If you go into a regular box. That is the the point 001 of of athletes that make it to that level, because that's their job. It's literally their profession. That is how they make their living, they love it and they're dedicated beyond belief and they get paid a lot of money. If you win the CrossFit games, you're talking, you know, money that people aspire to to make in a year, two years, three years, even even more. So, yeah, you, you can make what, like 320 thousand dollars, I think, is the current price for winning the CrossFit game. So these guys are after it for the money. They're after it because I love it and they're after it because they are at such a high level.

Speaker 1:

Um, that it's.
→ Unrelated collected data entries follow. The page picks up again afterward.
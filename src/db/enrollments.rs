//! Enrollment rows: a named identity bound to a person cluster.

use rusqlite::{params, Connection, Row};

use super::now_str;

#[derive(Debug, Clone)]
pub struct Enrollment {
    pub id: i64,
    pub person_id: i64,
    pub user_name: String,
    pub phone: Option<String>,
    pub email: Option<String>,
    pub selfie_path: String,
    pub match_confidence: f32,
    pub consent_given: bool,
    pub created_at: String,
}

fn row_to_enrollment(row: &Row<'_>) -> rusqlite::Result<Enrollment> {
    Ok(Enrollment {
        id: row.get("id")?,
        person_id: row.get("person_id")?,
        user_name: row.get("user_name")?,
        phone: row.get("phone")?,
        email: row.get("email")?,
        selfie_path: row.get("selfie_path")?,
        match_confidence: row.get("match_confidence")?,
        consent_given: row.get::<_, i64>("consent_given")? != 0,
        created_at: row.get("created_at")?,
    })
}

#[allow(clippy::too_many_arguments)]
pub(crate) fn insert(
    conn: &Connection,
    person_id: i64,
    user_name: &str,
    phone: Option<&str>,
    email: Option<&str>,
    selfie_path: &str,
    match_confidence: f32,
    consent_given: bool,
) -> rusqlite::Result<i64> {
    conn.execute(
        "INSERT INTO enrollments
         (person_id, user_name, phone, email, selfie_path, match_confidence, consent_given, created_at)
         VALUES (?, ?, ?, ?, ?, ?, ?, ?)",
        params![
            person_id,
            user_name,
            phone,
            email,
            selfie_path,
            match_confidence,
            consent_given as i64,
            now_str()
        ],
    )?;
    Ok(conn.last_insert_rowid())
}

pub(crate) fn of_person(conn: &Connection, person_id: i64) -> rusqlite::Result<Option<Enrollment>> {
    let mut stmt = conn.prepare("SELECT * FROM enrollments WHERE person_id = ?")?;
    let mut rows = stmt.query_map([person_id], row_to_enrollment)?;
    rows.next().transpose()
}

pub(crate) fn exists(conn: &Connection, person_id: i64) -> rusqlite::Result<bool> {
    let mut stmt = conn.prepare("SELECT 1 FROM enrollments WHERE person_id = ?")?;
    stmt.exists([person_id])
}

pub(crate) fn all(conn: &Connection) -> rusqlite::Result<Vec<Enrollment>> {
    let mut stmt = conn.prepare("SELECT * FROM enrollments ORDER BY created_at DESC, id DESC")?;
    let enrollments = stmt
        .query_map([], row_to_enrollment)?
        .collect::<Result<_, _>>()?;
    Ok(enrollments)
}

pub(crate) fn count(conn: &Connection) -> rusqlite::Result<i64> {
    conn.query_row("SELECT COUNT(*) FROM enrollments", [], |row| row.get(0))
}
It's not even the same league as you or I, who are just Staying active to maintain a baseline level of health and to to make the 99 percent on the rest of our lives, our real lives, feel so much better. So I just wanted to bring that part into the conversation too, in light of the regularvitational which is. It's a spectacle for a reason because it is so awe inspiring, because it is so rare to see. So we can, we can respect those women and those athletes, but we can also understand that it's not going to translate to us and what we need to be doing. All right, so now we're going to end the episode for real this time. Love you, hey.